The results of this review could be used to identify the existing data and gather those data into long-term or wide-spanning datasets concerning Canadian Arctic marine ecosystems. This compilation of data would align well with the concept of Essential Variables, which are variables broadly agreed to be sufficient and necessary for ongoing global monitoring of biodiversity and climate (Pereira et al. 2013; Miloslavich et al. 2018). Many of the indicators identified by Ehrman et al. (2022) and investigated in this review overlap with Essential Ocean Variables and Essential Biodiversity Variables (Muller-Karger et al. 2018), suggesting an opportunity to use this review and the Essential Variable concept in tandem to highlight the areas of important future research and monitoring. The Essential Ocean Variables are very similar to the parameters that make up the core oceanography indicator as well as several biological indicators (e.g., phytoplankton, marine mammals) identified by Ehrman et al. (2022), doubly highlighting the importance of these indicators for the understanding and management of marine ecosystems.
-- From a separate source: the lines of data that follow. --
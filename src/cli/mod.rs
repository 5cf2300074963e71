//! Command-line host for the two demo flows.
//!
//! `agent-shim menu` runs the structured single-turn agent once and prints
//! the coerced answer. `agent-shim chat` acts as a UI host: one session per
//! process, one user message per stdin line, tokens echoed as they stream.

use std::io::Write;
use std::path::PathBuf;
use std::sync::Arc;

use clap::{Parser, Subcommand};
use futures::StreamExt;
use tokio::io::{AsyncBufReadExt, BufReader};

use crate::agent::ChatAgent;
use crate::config::ShimConfig;
use crate::error::ShimError;
use crate::output::{FieldType, OutputSchema};
use crate::session::{ChannelOutbound, OutboundEvent, SessionDriver};
use crate::tools::builtin::{MenuPlugin, WeatherPlugin};
use crate::tools::ToolRegistry;

/// agent-shim CLI
#[derive(Parser, Debug)]
#[command(name = "agent-shim", version, about = "Host tool-calling chat agents")]
pub struct Cli {
    /// Config file (default: ~/.agent-shim/config.toml if present)
    #[arg(short, long, global = true)]
    pub config: Option<PathBuf>,

    #[command(subcommand)]
    pub command: Commands,
}

#[derive(Subcommand, Debug)]
pub enum Commands {
    /// Ask the menu agent one question and print the structured answer
    Menu(MenuArgs),
    /// Interactive streaming chat with the weather agent
    Chat(ChatArgs),
}

#[derive(Parser, Debug)]
pub struct MenuArgs {
    /// Agent instructions
    #[arg(short, long, default_value = "You are a helpful assistant.")]
    pub instructions: String,

    /// Print the raw reply instead of the coerced object
    #[arg(long)]
    pub raw: bool,

    /// The user message
    #[arg(default_value = "What is the price of the soup special?")]
    pub message: String,
}

#[derive(Parser, Debug)]
pub struct ChatArgs {
    /// Agent instructions
    #[arg(short, long, default_value = "You are a helpful assistant")]
    pub instructions: String,
}

impl Cli {
    pub async fn run(self) -> Result<(), ShimError> {
        let config = match self.config {
            Some(ref path) => ShimConfig::load_from(path)?,
            None => ShimConfig::load()?,
        };
        match self.command {
            Commands::Menu(args) => run_menu(&config, args).await,
            Commands::Chat(args) => run_chat(config, args).await,
        }
    }
}

/// `{price: number, name: string}`
pub fn menu_item_schema() -> OutputSchema {
    OutputSchema::new("MenuItem")
        .field("price", FieldType::Number)
        .field("name", FieldType::String)
}

async fn run_menu(config: &ShimConfig, args: MenuArgs) -> Result<(), ShimError> {
    let agent = ChatAgent::from_config(config)?
        .name("SK-Assistant")
        .instructions(args.instructions)
        .tools(ToolRegistry::new().with_plugin(&MenuPlugin)?)
        .output_schema(menu_item_schema())
        .build();

    let response = agent.get_response(args.message, None).await?;
    if args.raw {
        println!("{}", response.text());
    } else if let Some(ref object) = response.structured {
        println!("{}", serde_json::to_string_pretty(object)?);
    }
    Ok(())
}

async fn run_chat(config: ShimConfig, args: ChatArgs) -> Result<(), ShimError> {
    let instructions = args.instructions;
    let policy = config.runtime.turn_policy;
    let driver = Arc::new(
        SessionDriver::new(move |_session: &str| -> Result<ChatAgent, ShimError> {
            Ok(ChatAgent::from_config(&config)?
                .name("Host")
                .instructions(instructions.clone())
                .tools(ToolRegistry::new().with_plugin(&WeatherPlugin)?)
                .build())
        })
        .with_turn_policy(policy),
    );

    let session_id = uuid::Uuid::new_v4().to_string();
    driver.on_session_start(&session_id).await?;
    eprintln!("Chat session started. Ctrl-C or Ctrl-D to end.");

    let mut lines = BufReader::new(tokio::io::stdin()).lines();
    loop {
        let line = tokio::select! {
            line = lines.next_line() => line?,
            _ = tokio::signal::ctrl_c() => None,
        };
        let Some(line) = line else {
            break;
        };
        let message = line.trim().to_string();
        if message.is_empty() {
            continue;
        }

        let (mut outbound, events) = ChannelOutbound::channel();
        let printer = tokio::spawn(print_events(events));
        let mut turn = {
            let driver = Arc::clone(&driver);
            let session_id = session_id.clone();
            tokio::spawn(async move { driver.on_message(&session_id, &message, &mut outbound).await })
        };

        let (outcome, interrupted) = tokio::select! {
            outcome = &mut turn => (outcome, false),
            _ = tokio::signal::ctrl_c() => {
                driver.on_session_end(&session_id).await?;
                (turn.await, true)
            }
        };
        match outcome {
            Ok(Ok(_)) | Ok(Err(ShimError::Canceled)) => {}
            Ok(Err(err)) => eprintln!("turn failed: {err}"),
            Err(join) => eprintln!("turn task failed: {join}"),
        }
        let _ = printer.await;
        if interrupted {
            eprintln!("\nSession ended.");
            return Ok(());
        }
    }

    driver.on_session_end(&session_id).await
}

async fn print_events(mut events: tokio_stream::wrappers::UnboundedReceiverStream<OutboundEvent>) {
    let mut stdout = std::io::stdout();
    while let Some(event) = events.next().await {
        match event {
            OutboundEvent::Token(token) => {
                print!("{token}");
                let _ = stdout.flush();
            }
            OutboundEvent::Sent(_) => println!(),
            OutboundEvent::Failed { error, .. } => {
                println!();
                eprintln!("[failed: {error}]");
            }
        }
    }
}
Essential Variables are monitored across methods of measurement (e.g., IOCCP 2017), which would allow research connections even where methods have historically been different or where other factors (e.g., the sampling environment) necessitate unequal methods.

Integrating information across indicators will help with assessing climate change-related stressors (e.g., increased vessel traffic and industry in newly accessible areas, competition, and exclusion resulting from northward range expansions; ACIA 2004), which will be important given the rapid rate of change in the Arctic (IPCC 2013; Arctic Council 2016). Integrating across indicators will also help to assess other stressors and drivers of Arctic change as well (e.g., linking zooplankton and oceanographic data to assess ocean acidification; Niemi et al. 2021). Indeed, the need to connect among research and monitoring efforts, integrate among species and knowledge systems, and link coastal to offshore ecosystems is apparent in order to understand the effects of these changes on ecosystem stability and to predict future change. The synthesis provided here highlights the commonalities in the use of indicators and methods and opportunities to further link ship-based offshore to shore-based coastal programs, thus contributing a fundamental layer to inform existing monitoring plans and future programs and facilitate improved coordination moving forward.